The Sense of an Ending is Barnes's eleventh novel and was released in hardback on 4 August 2011. [3] [4] The Sense of an Ending is published by Random House (as a Jonathan Cape publication) in the United Kingdom. [5] The book was released in October 2011 in the United States, after its previously scheduled publication date for the United States was brought forward by three months by Random House's Knopf publishing group to capitalise on the shortlisting of the book as a candidate for the Booker prize. [6] Suzanne Dean designed the cover for The Sense of an Ending. The cover shows floating dandelion seeds, with its edge and the edges of all the pages blackened. [7]
The title is shared by a book of the same name by Frank Kermode [5] first published in 1967, subtitled Studies in the Theory of Fiction , the stated aim of which is "making sense of the ways we try to make sense of our lives". [8] Kermode's book is a well-received piece of literary criticism. Critic Colin Burrow called it one of "the three most inspiring works of literary criticism written in the twentieth century", comparing Kermode's work with Erich Auerbach's Mimesis and E. R. Curtius's European Literature and the Latin Middle Ages. [9]
Barnes has stated his choice of title was coincidental with that of Kermode, of whose book he had not previously heard, and which he has never read. He came up with the title before one of his friends pointed out that it had been used already, but decided "there's no copyright in titles". Notwithstanding which, several reviewers described the novel as being "in conversation" with Kermode. [10] For example, the critic Boyd Tonkin adds the additional interpretation that Barnes's "show-off" characters could be typical readers of Kermode's work. [11]
The novel is divided into two parts, entitled "One" and "Two", both of which are narrated by Tony Webster when he is retired and living alone. The first part begins in the 1960s with four intellectually arrogant school friends, of whom two feature in the remainder of the story: Tony, the narrator, and Adrian, the most precociously intelligent of the four. Towards the end of their school days another boy at the school hangs himself, apparently after getting a girl pregnant. The four friends discuss the philosophical difficulty of knowing exactly what happened. Adrian goes to Cambridge University and Tony to Bristol University. Tony acquires a girlfriend, Veronica, at whose family home he spends an awkward weekend. On waking one morning he finds that he and Veronica's mother, Sarah, are alone in the house, and she apologises for her family's behaviour towards him. Tony's and Veronica's relationship fails, with some acrimony, as he breaks up with her and has sex with her after breaking up. In his final year at university Tony receives a letter from Adrian informing him that he is going out with Veronica. Tony replies to the letter, telling Adrian that in his opinion Veronica was damaged in some way and that he should talk to her mother about it. Some months later he is told that Adrian has committed suicide, leaving a note addressed to the coroner saying that the free person has a philosophical duty to examine the nature of their life and may then choose to renounce it. Tony admires the reasoning. He briefly recounts the following uneventful forty years of his life until his sixties.
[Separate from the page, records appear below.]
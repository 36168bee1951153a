use std::sync::Arc;

use dioxus::prelude::ReadableExt;

use prep_core::mastery::{Judgment, MasteryRecord};
use prep_core::model::Locale;
use services::PROGRESS_SLOT;
use storage::repository::{InMemoryRepository, SlotRepository};

use super::test_harness::{ViewKind, setup_view_harness, setup_view_harness_with_slots};
use crate::vm::{StudyIntent, StudyVm};

#[tokio::test(flavor = "current_thread")]
async fn dashboard_smoke_renders_empty_progress() {
    let mut harness = setup_view_harness(ViewKind::Dashboard, Locale::En).await;
    harness.settle().await;
    let html = harness.render();

    assert!(html.contains("AWS Cloud Practitioner Prep"), "missing title in {html}");
    assert!(html.contains("0%"), "missing percentage in {html}");
    assert!(html.contains("0 / 32"), "missing totals in {html}");
    assert!(html.contains("Storage"), "missing section tile in {html}");
    assert!(html.contains("0 / 3 mastered"), "missing tile count in {html}");
}

#[tokio::test(flavor = "current_thread")]
async fn dashboard_smoke_reads_stored_progress() {
    let repo = InMemoryRepository::new();
    let record = r#"{"correctCount":3,"mastered":true,"encounters":1}"#;
    let stored = format!(
        r#"{{"Amazon S3":{record},"Amazon EBS":{record},"Amazon S3 Glacier":{record}}}"#
    );
    repo.write_slot(PROGRESS_SLOT, &stored).await.expect("seed progress");

    let mut harness =
        setup_view_harness_with_slots(ViewKind::Dashboard, Locale::En, Arc::new(repo)).await;
    harness.settle().await;
    let html = harness.render();

    assert!(html.contains("9%"), "missing rounded percentage in {html}");
    assert!(html.contains("3 / 32"), "missing totals in {html}");
    assert!(html.contains("3 / 3 mastered"), "missing storage tile in {html}");
}

#[tokio::test(flavor = "current_thread")]
async fn dashboard_smoke_survives_corrupt_progress() {
    let repo = InMemoryRepository::new();
    repo.write_slot(PROGRESS_SLOT, "not json").await.expect("seed progress");

    let mut harness =
        setup_view_harness_with_slots(ViewKind::Dashboard, Locale::En, Arc::new(repo)).await;
    harness.settle().await;
    let html = harness.render();

    assert!(html.contains("0 / 32"), "missing totals in {html}");
}

#[tokio::test(flavor = "current_thread")]
async fn dashboard_smoke_renders_japanese() {
    let mut harness = setup_view_harness(ViewKind::Dashboard, Locale::Ja).await;
    harness.settle().await;
    let html = harness.render();

    assert!(html.contains("AWS クラウドプラクティショナー 復習"), "missing title in {html}");
    assert!(html.contains("ストレージ"), "missing section in {html}");
    assert!(html.contains("English"), "missing language toggle in {html}");
}

#[tokio::test(flavor = "current_thread")]
async fn study_smoke_judging_advances_the_card() {
    let mut harness = setup_view_harness(ViewKind::Study, Locale::En).await;
    harness.settle().await;
    let html = harness.render();

    assert!(html.contains("Amazon Athena"), "missing first card in {html}");
    assert!(html.contains("Card 1 of 32"), "missing progress in {html}");
    assert!(html.contains("judge-failure"), "missing judge buttons in {html}");
    assert!(html.contains("Streak 0 / 3"), "missing streak in {html}");

    harness.dispatch(StudyIntent::Flip).await;
    let html = harness.render();
    assert!(html.contains("Serverless interactive query"), "missing details in {html}");

    harness.dispatch(StudyIntent::Judge(Judgment::Success)).await;
    let html = harness.render();
    assert!(html.contains("Amazon Kinesis"), "missing second card in {html}");
    assert!(html.contains("Card 2 of 32"), "missing progress in {html}");

    assert_eq!(
        harness.progress.get("Amazon Athena").await,
        Some(MasteryRecord::new(1, false, 1))
    );
}

#[tokio::test(flavor = "current_thread")]
async fn study_smoke_swipes_judge_without_flipping() {
    let mut harness = setup_view_harness(ViewKind::Study, Locale::En).await;
    harness.settle().await;

    harness.dispatch(StudyIntent::Swipe { delta_x: 40.0 }).await;
    let html = harness.render();
    assert!(html.contains("Card 1 of 32"), "short drag advanced in {html}");
    assert!(!html.contains("Serverless interactive query"), "short drag flipped in {html}");
    assert_eq!(harness.progress.get("Amazon Athena").await, None);

    harness.dispatch(StudyIntent::Swipe { delta_x: 180.0 }).await;
    let html = harness.render();
    assert!(html.contains("Amazon Kinesis"), "missing second card in {html}");
    assert!(html.contains("flashcard--front"), "swiped card left flipped in {html}");

    harness.dispatch(StudyIntent::Swipe { delta_x: -180.0 }).await;
    let html = harness.render();
    assert!(html.contains("Card 3 of 32"), "missing progress in {html}");

    assert_eq!(
        harness.progress.get("Amazon Athena").await,
        Some(MasteryRecord::new(1, false, 1))
    );
    assert_eq!(
        harness.progress.get("Amazon Kinesis").await,
        Some(MasteryRecord::new(0, false, 1))
    );
}

#[tokio::test(flavor = "current_thread")]
async fn study_smoke_caps_streak_for_mastered_cards() {
    let mut harness =
        setup_view_harness(ViewKind::StudySection("Containers".to_string()), Locale::En).await;
    for _ in 0..5 {
        harness
            .progress
            .record_judgment("Amazon ECS", Judgment::Success)
            .await
            .expect("record");
    }
    harness.settle().await;
    let html = harness.render();

    assert!(html.contains("Amazon ECS"), "missing card in {html}");
    assert!(html.contains("Streak 3 / 3"), "missing capped streak in {html}");
    assert!(!html.contains("Streak 5 / 3"), "uncapped streak in {html}");
}

#[tokio::test(flavor = "current_thread")]
async fn study_section_smoke_completes_and_restarts() {
    let mut harness =
        setup_view_harness(ViewKind::StudySection("Storage".to_string()), Locale::En).await;
    harness.settle().await;
    let html = harness.render();
    assert!(html.contains("Amazon S3"), "missing first card in {html}");
    assert!(html.contains("Card 1 of 3"), "missing progress in {html}");

    for _ in 0..3 {
        harness
            .dispatch(StudyIntent::Judge(Judgment::InstantMaster))
            .await;
    }
    let html = harness.render();
    assert!(html.contains("Session Complete!"), "missing completion in {html}");
    assert!(
        html.contains("You mastered 3 out of 3 cards"),
        "missing result in {html}"
    );
    assert_eq!(harness.progress.snapshot().await.mastered_count(), 3);

    harness.dispatch(StudyIntent::Restart).await;
    let html = harness.render();
    assert!(!html.contains("Session Complete!"), "still complete in {html}");
    assert!(html.contains("Card 1 of 3"), "missing restarted progress in {html}");

    let vm = harness.study_handles().vm();
    let stats = harness
        .dom
        .in_runtime(|| vm.peek().as_ref().map(StudyVm::stats));
    assert_eq!(stats.map(|s| s.total), Some(0));
}

#[tokio::test(flavor = "current_thread")]
async fn study_section_smoke_renders_empty_section() {
    let mut harness =
        setup_view_harness(ViewKind::StudySection("Quantum".to_string()), Locale::En).await;
    harness.settle().await;
    let html = harness.render();

    assert!(html.contains("No cards to study here."), "missing empty state in {html}");
}

#[tokio::test(flavor = "current_thread")]
async fn mastered_smoke_renders_empty_state() {
    let mut harness = setup_view_harness(ViewKind::Mastered, Locale::En).await;
    harness.settle().await;
    let html = harness.render();

    assert!(html.contains("Mastered Cards"), "missing title in {html}");
    assert!(html.contains("No cards mastered yet."), "missing empty state in {html}");
}

#[tokio::test(flavor = "current_thread")]
async fn mastered_smoke_lists_mastered_cards_with_pills() {
    let mut harness = setup_view_harness(ViewKind::Mastered, Locale::En).await;
    harness
        .progress
        .record_judgment("Amazon S3", Judgment::InstantMaster)
        .await
        .expect("record");
    harness
        .progress
        .record_judgment("AWS Lambda", Judgment::InstantMaster)
        .await
        .expect("record");
    harness
        .progress
        .record_judgment("Amazon EC2", Judgment::Success)
        .await
        .expect("record");

    harness.settle().await;
    let html = harness.render();

    assert!(html.contains("Amazon S3"), "missing S3 row in {html}");
    assert!(html.contains("AWS Lambda"), "missing Lambda row in {html}");
    assert!(!html.contains("Amazon EC2"), "unmastered card listed in {html}");
    assert!(html.contains("pill"), "missing section pills in {html}");
    assert!(!html.contains("No cards mastered yet."), "unexpected empty state in {html}");
}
At this point Tony's narration of the second part of the novel – which is twice as long as the first – begins, with the arrival of a lawyer's letter informing him that Veronica's mother has bequeathed him £500 (which Veronica mysteriously calls "blood money") and two documents. [12] These lead him to re-establish contact with Veronica and, after a number of meetings with her, to re-evaluate the story he has narrated in the first part. [13] On consulting the lawyers, Tony learns that Veronica has Adrian's diary, which was bequeathed to him. This leads him to send Veronica repeated emails requesting the diary. Veronica eventually sends Tony a single page of the diary, containing Adrian's musings on life as a series of cumulative wagers. Following this, Veronica meets Tony on the Millennium Bridge in London and gives him the letter he sent to Adrian in his youth. On rereading it, Tony realises how malicious and unpleasant it was and how he has erased this from his memory. Nevertheless, he persists in attempting to retrieve the diary from Veronica, which leads to her asking him to meet at a location in North London, where she drives him to see a group of learning disabled men being taken for a walk by their careworker, one of whom she points out to him. Tony does not understand the significance of this and Veronica leaves him with no explanation. Over the course of several weeks, Tony revisits the location until he is able to relocate the man Veronica showed him in a pub. Tony greets the man saying he is a friend of Veronica's, which leads to an upset response from the man. Tony recalls the memory of Adrian from the man's facial features. He emails Veronica an apology, saying he didn't realise that she and Adrian had a son together. Veronica only responds with the reply "You don't get it, but then you never did." On revisiting the pub where he saw the man, Tony gets into a conversation with the careworker, who reveals that the man is actually the son of Veronica's mother, Sarah, making him Veronica's half-brother. The reader is left to connect the dots.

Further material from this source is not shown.